End of last March 2025, Zimbabweans stayed away from their workplaces and businesses, turning urban areas into ghost towns.
According to a political analyst, University of Zimbabwe lecturer and political analyst Eldred Masunungure, citizens did not protest in the streets as called for by Blessed 'Bombshell' Geza, a war veteran fighting to remove the current administration led by President Emmerson Mnangagwa, accusing him of failure to run the country.
Masunungure, in an interview with NewZimbabwe.com this Wednesday said the March 31 stay away did not happen because "people are rational enough to know the dangers inherent in confronting the coercive arms of the state which the leadership is ready to deploy as a first rather than last resort."
Protests are banned in Zimbabwe.
Masunungure said, "people responded to Geza's call for an uprising by staying at home which is a form of protest in itself."
However, last week's call by Geza for an 'indefinite' stayaway was ignored by many because it was "unstrategic" as it collided with the welfare and survival needs of the ordinary Zimbabweans, the vast majority of whom live through vending and other informal jobs.

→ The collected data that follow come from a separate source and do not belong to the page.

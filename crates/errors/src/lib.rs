#![deny(clippy::pedantic, unsafe_code)]
#![allow(clippy::module_name_repetitions)]

//! Error types for the kiln package manager
//!
//! This crate provides fine-grained error types organized by domain.
//! All error types implement Clone for easier handling across the
//! resolver, the cache and the download pool.

use std::borrow::Cow;

use thiserror::Error;

pub mod config;
pub mod graph;
pub mod lockfile;
pub mod network;
pub mod package_id;
pub mod storage;
pub mod version;

// Re-export all error types at the root
pub use config::ConfigError;
pub use graph::GraphError;
pub use lockfile::LockfileError;
pub use network::NetworkError;
pub use package_id::PackageIdError;
pub use storage::StorageError;
pub use version::VersionError;

/// Generic error type for cross-crate boundaries
#[derive(Debug, Clone, Error)]
#[cfg_attr(feature = "serde", derive(serde::Serialize, serde::Deserialize))]
pub enum Error {
    #[error("network error: {0}")]
    Network(#[from] NetworkError),

    #[error("storage error: {0}")]
    Storage(#[from] StorageError),

    #[error("version error: {0}")]
    Version(#[from] VersionError),

    #[error("config error: {0}")]
    Config(#[from] ConfigError),

    #[error("graph error: {0}")]
    Graph(#[from] GraphError),

    #[error("package id error: {0}")]
    PackageId(#[from] PackageIdError),

    #[error("lockfile error: {0}")]
    Lockfile(#[from] LockfileError),

    #[error("internal error: {0}")]
    Internal(String),

    #[error("I/O error: {message}")]
    Io {
        #[cfg_attr(feature = "serde", serde(with = "io_kind_as_str"))]
        kind: std::io::ErrorKind,
        message: String,
        #[cfg_attr(feature = "serde", serde(with = "opt_path_buf"))]
        path: Option<std::path::PathBuf>,
    },
}

impl Error {
    /// Create an internal error with a message
    pub fn internal(msg: impl Into<String>) -> Self {
        Self::Internal(msg.into())
    }

    /// Create an Io error with an associated path
    pub fn io_with_path(err: &std::io::Error, path: impl Into<std::path::PathBuf>) -> Self {
        Self::Io {
            kind: err.kind(),
            message: err.to_string(),
            path: Some(path.into()),
        }
    }
}

impl From<std::io::Error> for Error {
    fn from(err: std::io::Error) -> Self {
        Self::Io {
            kind: err.kind(),
            message: err.to_string(),
            path: None,
        }
    }
}

impl From<serde_json::Error> for Error {
    fn from(err: serde_json::Error) -> Self {
        Self::Internal(format!("JSON error: {err}"))
    }
}

impl From<toml::de::Error> for Error {
    fn from(err: toml::de::Error) -> Self {
        Self::Config(ConfigError::ParseError {
            message: err.to_string(),
        })
    }
}

/// Result type alias for kiln operations
pub type Result<T> = std::result::Result<T, Error>;

/// Minimal interface for rendering user-facing error information without
/// requiring heavyweight envelopes.
pub trait UserFacingError {
    /// Short message suitable for CLI output.
    fn user_message(&self) -> Cow<'_, str>;

    /// Optional remediation hint.
    fn user_hint(&self) -> Option<&'static str> {
        None
    }

    /// Whether retrying the same operation is likely to succeed.
    fn is_retryable(&self) -> bool {
        false
    }

    /// Stable error code for analytics / structured reporting.
    fn user_code(&self) -> Option<&'static str> {
        None
    }
}

impl UserFacingError for Error {
    fn user_message(&self) -> Cow<'_, str> {
        match self {
            Error::Network(err) => err.user_message(),
            Error::Graph(err) => err.user_message(),
            Error::PackageId(err) => err.user_message(),
            Error::Io { message, .. } => Cow::Owned(message.clone()),
            _ => Cow::Owned(self.to_string()),
        }
    }

    fn user_hint(&self) -> Option<&'static str> {
        match self {
            Error::Network(err) => err.user_hint(),
            Error::Storage(err) => err.user_hint(),
            Error::Version(err) => err.user_hint(),
            Error::Graph(err) => err.user_hint(),
            Error::PackageId(err) => err.user_hint(),
            Error::Lockfile(err) => err.user_hint(),
            Error::Config(_) => Some("Check your kiln configuration and profiles."),
            _ => None,
        }
    }

    fn is_retryable(&self) -> bool {
        match self {
            Error::Network(err) => err.is_retryable(),
            Error::Storage(err) => err.is_retryable(),
            Error::Io { .. } => true,
            _ => false,
        }
    }

    fn user_code(&self) -> Option<&'static str> {
        match self {
            Error::Network(err) => err.user_code(),
            Error::Storage(err) => err.user_code(),
            Error::Version(err) => err.user_code(),
            Error::Config(err) => err.user_code(),
            Error::Graph(err) => err.user_code(),
            Error::PackageId(err) => err.user_code(),
            Error::Lockfile(err) => err.user_code(),
            Error::Internal(_) => Some("error.internal"),
            Error::Io { .. } => Some("error.io"),
        }
    }
}

// Serde helper modules for optional path and io::ErrorKind as string
#[cfg(feature = "serde")]
mod io_kind_as_str {
    use serde::{Deserialize, Deserializer, Serializer};
    #[allow(clippy::trivially_copy_pass_by_ref)]
    pub fn serialize<S>(kind: &std::io::ErrorKind, s: S) -> Result<S::Ok, S::Error>
    where
        S: Serializer,
    {
        s.serialize_str(&format!("{kind:?}"))
    }
    pub fn deserialize<'de, D>(deserializer: D) -> Result<std::io::ErrorKind, D::Error>
    where
        D: Deserializer<'de>,
    {
        let s = String::deserialize(deserializer)?;
        Ok(match s.as_str() {
            "NotFound" => std::io::ErrorKind::NotFound,
            "PermissionDenied" => std::io::ErrorKind::PermissionDenied,
            "ConnectionRefused" => std::io::ErrorKind::ConnectionRefused,
            "ConnectionReset" => std::io::ErrorKind::ConnectionReset,
            "AlreadyExists" => std::io::ErrorKind::AlreadyExists,
            "InvalidInput" => std::io::ErrorKind::InvalidInput,
            "InvalidData" => std::io::ErrorKind::InvalidData,
            "TimedOut" => std::io::ErrorKind::TimedOut,
            "Interrupted" => std::io::ErrorKind::Interrupted,
            "UnexpectedEof" => std::io::ErrorKind::UnexpectedEof,
            _ => std::io::ErrorKind::Other,
        })
    }
}

#[cfg(feature = "serde")]
mod opt_path_buf {
    use serde::{Deserialize, Deserializer, Serializer};
    #[allow(clippy::ref_option)]
    pub fn serialize<S>(path: &Option<std::path::PathBuf>, s: S) -> Result<S::Ok, S::Error>
    where
        S: Serializer,
    {
        match path {
            Some(pb) => s.serialize_some(&pb.display().to_string()),
            None => s.serialize_none(),
        }
    }
    pub fn deserialize<'de, D>(deserializer: D) -> Result<Option<std::path::PathBuf>, D::Error>
    where
        D: Deserializer<'de>,
    {
        let opt = Option::<String>::deserialize(deserializer)?;
        Ok(opt.map(std::path::PathBuf::from))
    }
}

"As such, participating in an indefinite stay-away is suicidal, hence they defied the call. It is plain common sense," the UZ Professor explained.
Masunungure highlighted that the other dimension to the failure of this stay-away has been the lack of an organisational vehicle.
"The so-called 'Geza movement' is essentially a solo effort by Geza himself and in politics, this is not sustainable.
"The reality of present day politics is that there is no organisational political home for those who are not inclined towards Zanu PF."
He further said there were many political orphans in Zimbabwe, especially after the collapse of the opposition political parties; Movement for Democratic Change (MDC) and later, the Citizens Coalition for Change (CCC).
"That's the tragedy of Zimbabwe's opposition politics today, the lack of a viable and trusted organisational vehicle to accommodate the multitudes of political orphans.
"The answer to this is self-evident; the formation of a viable and sustainable political organisation with trusted and astute leadership," he stated.
For the past quarter century, Zimbabwe has been locked in a transition characterised by comprehensive fragility such that there is fragile politics.
"A fragile economy, a fragile social order and fragile diplomatic relations.
"A defining feature of this type of fragility is the systemic uncertainty where hardly anyone, including those at the apex of the state, know where the country is going."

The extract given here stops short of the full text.